During the fall, large flocks of red-wing blackbirds assemble in the Sitka Spruce trees that grow near the edge of the marsh and make a loud sound with their collective calls of ‘just-a-minnnute’ and “chit chit chit’.  Then they will fly off together from the trees with a whoosh and circle around the marsh, finally to land in the trees again.  Doing this again and again, they seem restless and signal coming migration.  Eventually most of the red-winged blackbirds leave the marsh and a few dozen remain through the winter.  

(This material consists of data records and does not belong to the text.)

//! Points and line segments extracted from the drawing.

use serde::{Deserialize, Serialize};

use super::ids::LineId;

/// A 2D point in image pixel coordinates.
#[derive(Clone, Copy, Debug, Default, PartialEq, Serialize, Deserialize)]
pub struct Point {
    #[serde(default)]
    pub x: f64,
    #[serde(default)]
    pub y: f64,
}

impl Point {
    /// Creates a new point.
    #[inline]
    pub fn new(x: f64, y: f64) -> Self {
        Self { x, y }
    }

    /// Euclidean distance to another point.
    #[inline]
    pub fn distance(&self, other: Point) -> f64 {
        (self.x - other.x).hypot(self.y - other.y)
    }

    /// Returns true if both coordinates are finite.
    #[inline]
    pub fn is_finite(&self) -> bool {
        self.x.is_finite() && self.y.is_finite()
    }
}

/// Axis a line (or a dimension's text) runs along.
#[derive(Clone, Copy, Debug, PartialEq, Eq, Hash)]
pub enum Orientation {
    Horizontal,
    Vertical,
}

impl Orientation {
    /// The other axis.
    #[inline]
    pub fn perpendicular(self) -> Self {
        match self {
            Orientation::Horizontal => Orientation::Vertical,
            Orientation::Vertical => Orientation::Horizontal,
        }
    }

    /// Lowercase name used in relation `direction` fields.
    pub fn as_str(self) -> &'static str {
        match self {
            Orientation::Horizontal => "horizontal",
            Orientation::Vertical => "vertical",
        }
    }
}

/// A straight line segment detected on the drawing. Read-only input.
#[derive(Clone, Debug, PartialEq, Serialize, Deserialize)]
pub struct GeometryLine {
    pub id: LineId,
    pub start: Point,
    pub end: Point,
}

impl GeometryLine {
    /// Creates a new line segment.
    pub fn new(id: impl Into<LineId>, start: Point, end: Point) -> Self {
        Self {
            id: id.into(),
            start,
            end,
        }
    }

    /// Segment length.
    #[inline]
    pub fn length(&self) -> f64 {
        self.start.distance(self.end)
    }

    /// Midpoint of the segment.
    #[inline]
    pub fn midpoint(&self) -> Point {
        Point::new(
            (self.start.x + self.end.x) * 0.5,
            (self.start.y + self.end.y) * 0.5,
        )
    }

    /// Undirected angle in degrees, in `[0, 180)`.
    pub fn angle_degrees(&self) -> f64 {
        let dx = self.end.x - self.start.x;
        let dy = self.end.y - self.start.y;
        let deg = dy.atan2(dx).to_degrees();
        deg.rem_euclid(180.0)
    }

    /// Classifies the segment as horizontal or vertical when its angle is
    /// within `tolerance_deg` of 0°/180° or 90° respectively.
    pub fn orientation(&self, tolerance_deg: f64) -> Option<Orientation> {
        let angle = self.angle_degrees();
        if angle <= tolerance_deg || angle >= 180.0 - tolerance_deg {
            Some(Orientation::Horizontal)
        } else if (angle - 90.0).abs() <= tolerance_deg {
            Some(Orientation::Vertical)
        } else {
            None
        }
    }

    /// Axis of the dominant endpoint delta.
    pub fn dominant_axis(&self) -> Orientation {
        let dx = (self.end.x - self.start.x).abs();
        let dy = (self.end.y - self.start.y).abs();
        if dx >= dy {
            Orientation::Horizontal
        } else {
            Orientation::Vertical
        }
    }

    /// Shortest distance from `p` to any point on the segment.
    pub fn distance_to_point(&self, p: Point) -> f64 {
        let dx = self.end.x - self.start.x;
        let dy = self.end.y - self.start.y;
        let len_sq = dx * dx + dy * dy;
        if len_sq <= f64::EPSILON {
            return self.start.distance(p);
        }
        let t = (((p.x - self.start.x) * dx + (p.y - self.start.y) * dy) / len_sq).clamp(0.0, 1.0);
        Point::new(self.start.x + t * dx, self.start.y + t * dy).distance(p)
    }

    /// Both endpoints, start first.
    #[inline]
    pub fn endpoints(&self) -> [Point; 2] {
        [self.start, self.end]
    }
}

#[cfg(test)]
mod tests {
    use super::*;

    fn line(x1: f64, y1: f64, x2: f64, y2: f64) -> GeometryLine {
        GeometryLine::new("l", Point::new(x1, y1), Point::new(x2, y2))
    }

    #[test]
    fn test_orientation_within_tolerance() {
        assert_eq!(
            line(0.0, 0.0, 100.0, 5.0).orientation(15.0),
            Some(Orientation::Horizontal)
        );
        assert_eq!(
            line(100.0, 5.0, 0.0, 0.0).orientation(15.0),
            Some(Orientation::Horizontal)
        );
        assert_eq!(
            line(0.0, 0.0, 3.0, 100.0).orientation(15.0),
            Some(Orientation::Vertical)
        );
        assert_eq!(line(0.0, 0.0, 100.0, 100.0).orientation(15.0), None);
    }

    #[test]
    fn test_distance_to_point_clamps_to_segment() {
        let l = line(0.0, 0.0, 10.0, 0.0);
        assert_eq!(l.distance_to_point(Point::new(5.0, 3.0)), 3.0);
        assert_eq!(l.distance_to_point(Point::new(13.0, 4.0)), 5.0);
    }

    #[test]
    fn test_zero_length_line() {
        let l = line(2.0, 2.0, 2.0, 2.0);
        assert_eq!(l.length(), 0.0);
        assert_eq!(l.distance_to_point(Point::new(5.0, 6.0)), 5.0);
    }
}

The remaining residents stop being territorial and visit our field together to feed when we put seed out during periods of frost.  As spring approaches, the males become territorial again and resume their active displays, ‘just-a-minnnute’ calling, and chasing into and through the breeding season of summer.  We can feel and hear the approach of spring by their shift in behavior.
Posted by michael  

Wednesday, January 27, 2010

Water Level In Beaver Creek Marsh

Water level in the marsh changes on many time and space scales.  EPA gives a clear definition that shows the importance of water level to a wetland:
Wetlands are areas where water covers the soil, or is present either at or near the surface of the soil all year or for varying periods of time during the year, including during the growing season. Water saturation largely determines how the soil develops and the types of plant and animal communities living in and on the soil. Wetlands may support both aquatic and terrestrial species. The prolonged presence of water creates conditions that favor the growth of specially adapted plants and promote the development of characteristic wetlands soils.
Water level changes on a daily and seasonal basis depending on rainfall, the tidal cycle at the mouth of the creek, and the amount of sand that blocks the creek on the beach.  Storms can move sand off the beach, while high surf and tides can push water back into the marsh.  Water levels are generally higher in the fall and winter and lower in the spring and summer. 

The mouth of Beaver Creek

Other events can alter water levels.  Large floods can redistribute sediment and organic debris through the marsh, altering drainage patterns by blocking or clearing smaller streams and culverts that drain through the marsh to Beaver Creek.  Beavers can build dams in smaller creeks and culverts, raising water level in areas of the marsh.  Drainage can be increased and water levels lowered by ocean scouring of the creek mouth and by clearing beaver dams and culverts. 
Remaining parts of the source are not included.